SC Herford
- Full name: Sport-Club Herford
- Founded: 1972
- Ground: Friedrich-Ludwig-Jahn-Stadion
- Capacity: 18,400
- Chairman: Gerhard Klippstein
- Manager: Georg Koch
- League: Westfalenliga 1 (VI)
- 2015–16: 8th

= SC Herford =

SC Herford is a German association football club based in Herford, North Rhine-Westphalia. The club was formed out of the merger of several local sides in the late 1960s and early 1970s and then went on to enjoy a short turn in second division football in the late 1970s and early 1980s. The footballers are today part of a larger sports club which has departments for athletics, badminton, handball, judo, swimming, table tennis, and volleyball.

==History==
SpVgg Union 08 Herford was the most successful of the club's predecessor sides having taken part in the early rounds of national championship play in 1930–31. The team also found its way to the first tier Gauliga Westfalen in 1944, but only played a pair of matches that year as the division collapsed as World War II drew to a close and Allied armies advanced into Germany.

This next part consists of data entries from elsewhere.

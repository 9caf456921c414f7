/// One image shown in the overlay, with the metadata of the card it came from.
#[derive(Debug, Clone, PartialEq, Eq)]
pub struct GalleryItem {
    pub src: String,
    pub alt: String,
    pub title: String,
    pub description: String,
    pub link: Option<String>,
    /// Company name, else site type.
    pub attribution: Option<String>,
}

#[derive(Debug, Clone, Copy, PartialEq, Eq, Default)]
pub enum GalleryPhase {
    #[default]
    Closed,
    Open,
    /// Fading out; detached once the matching close generation elapses.
    Closing,
}

#[derive(Debug, Clone, Copy, PartialEq, Eq)]
pub enum GalleryKey {
    Left,
    Right,
    Escape,
}

#[derive(Debug, Clone, PartialEq, Eq)]
pub struct GalleryView {
    pub item: GalleryItem,
    pub index: usize,
    pub total: usize,
    pub has_prev: bool,
    pub has_next: bool,
    /// False while the exit fade runs.
    pub visible: bool,
}

/// Overlay state machine: Closed -> Open(i) -> Closing -> Closed, with
/// clamped navigation while open.
#[derive(Debug, Clone, PartialEq, Eq, Default)]
pub struct Gallery {
    items: Vec<GalleryItem>,
    index: usize,
    phase: GalleryPhase,
    close_generation: u64,
}

impl Gallery {
    pub fn new() -> Self {
        Self::default()
    }

    /// Opens at `index` (clamped). Opening with no items is a no-op.
    pub fn open(&mut self, items: Vec<GalleryItem>, index: usize) -> bool {
        if items.is_empty() {
            return false;
        }
        self.index = index.min(items.len() - 1);
        self.items = items;
        self.phase = GalleryPhase::Open;
        true
    }

    pub fn next(&mut self) -> bool {
        if self.phase != GalleryPhase::Open || self.index + 1 >= self.items.len() {
            return false;
        }
        self.index += 1;
        true
    }

    pub fn prev(&mut self) -> bool {
        if self.phase != GalleryPhase::Open || self.index == 0 {
            return false;
        }
        self.index -= 1;
        true
    }

    /// Starts the exit fade. Returns the generation the detach must carry,
    /// or `None` when the overlay was not open.
    pub fn begin_close(&mut self) -> Option<u64> {
        if self.phase != GalleryPhase::Open {
            return None;
        }
        self.phase = GalleryPhase::Closing;
        self.close_generation += 1;
        Some(self.close_generation)
    }

    /// Detaches after the fade. Stale generations (the overlay was reopened
    /// meanwhile) are ignored.
    pub fn finish_close(&mut self, generation: u64) -> bool {
        if self.phase != GalleryPhase::Closing || generation != self.close_generation {
            return false;
        }
        self.phase = GalleryPhase::Closed;
        self.items.clear();
        self.index = 0;
        true
    }

    pub fn phase(&self) -> GalleryPhase {
        self.phase
    }

    pub fn is_open(&self) -> bool {
        self.phase == GalleryPhase::Open
    }

    pub fn index(&self) -> usize {
        self.index
    }

    pub fn len(&self) -> usize {
        self.items.len()
    }

    pub fn is_empty(&self) -> bool {
        self.items.is_empty()
    }

    pub fn view(&self) -> Option<GalleryView> {
        if self.phase == GalleryPhase::Closed {
            return None;
        }
        let item = self.items.get(self.index)?.clone();
        Some(GalleryView {
            item,
            index: self.index,
            total: self.items.len(),
            has_prev: self.index > 0,
            has_next: self.index + 1 < self.items.len(),
            visible: self.phase == GalleryPhase::Open,
        })
    }
}

#[cfg(test)]
mod tests {
    use super::*;

    fn items(n: usize) -> Vec<GalleryItem> {
        (0..n)
            .map(|i| GalleryItem {
                src: format!("https://img.example/{i}.png"),
                alt: format!("img {i}"),
                title: format!("img {i}"),
                description: String::new(),
                link: None,
                attribution: None,
            })
            .collect()
    }

    #[test]
    fn open_with_no_items_is_a_noop() {
        let mut gallery = Gallery::new();
        assert!(!gallery.open(Vec::new(), 0));
        assert_eq!(gallery.phase(), GalleryPhase::Closed);
        assert!(gallery.view().is_none());
    }

    #[test]
    fn open_clamps_index() {
        let mut gallery = Gallery::new();
        assert!(gallery.open(items(3), 10));
        assert_eq!(gallery.index(), 2);
        let view = gallery.view().unwrap();
        assert!(view.has_prev);
        assert!(!view.has_next);
    }

    #[test]
    fn navigation_stops_at_bounds() {
        let mut gallery = Gallery::new();
        gallery.open(items(2), 0);
        assert!(!gallery.prev());
        assert_eq!(gallery.index(), 0);
        assert!(gallery.next());
        assert!(!gallery.next());
        assert_eq!(gallery.index(), 1);
    }

    #[test]
    fn closing_twice_is_a_noop() {
        let mut gallery = Gallery::new();
        gallery.open(items(1), 0);
        let generation = gallery.begin_close().unwrap();
        assert_eq!(gallery.begin_close(), None);
        assert!(!gallery.view().unwrap().visible);
        assert!(gallery.finish_close(generation));
        assert!(!gallery.finish_close(generation));
        assert_eq!(gallery.begin_close(), None);
        assert_eq!(gallery.phase(), GalleryPhase::Closed);
    }

    #[test]
    fn reopening_during_fade_ignores_stale_detach() {
        let mut gallery = Gallery::new();
        gallery.open(items(2), 0);
        let generation = gallery.begin_close().unwrap();
        gallery.open(items(2), 1);
        assert!(!gallery.finish_close(generation));
        assert!(gallery.is_open());
    }
}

In 1963, predecessor SuS 1928 Herford was playing in the Landesliga Westfalen (IV) and was followed the next season by Union. In 1967 Union and VfB Einigkeit 07 Herford merged to form Herforder SC 07/08 which continued to compete in the Landesliga. The combined side earned a second-place finish in 1971 before plunging to the bottom of the table the next season and was headed to relegation.

Herforder was then joined by SuS (16 June 1972) to play as SC Herford which delivered a remarkable turnaround performance in capturing the division in 1973 and advancing to the Amateurliga Westfalen (III). After two consecutive second-place results SC was able to win promotion to the 2. Liga Nord in 1976 where they would play four of the next five seasons before finally being sent down in 1981. The union also paid other dividends as it led to the revitalized side making regular appearances in German Cup play through the late 1970s and early 1980s where they advanced several times out of the first round, but could not make it past the second round.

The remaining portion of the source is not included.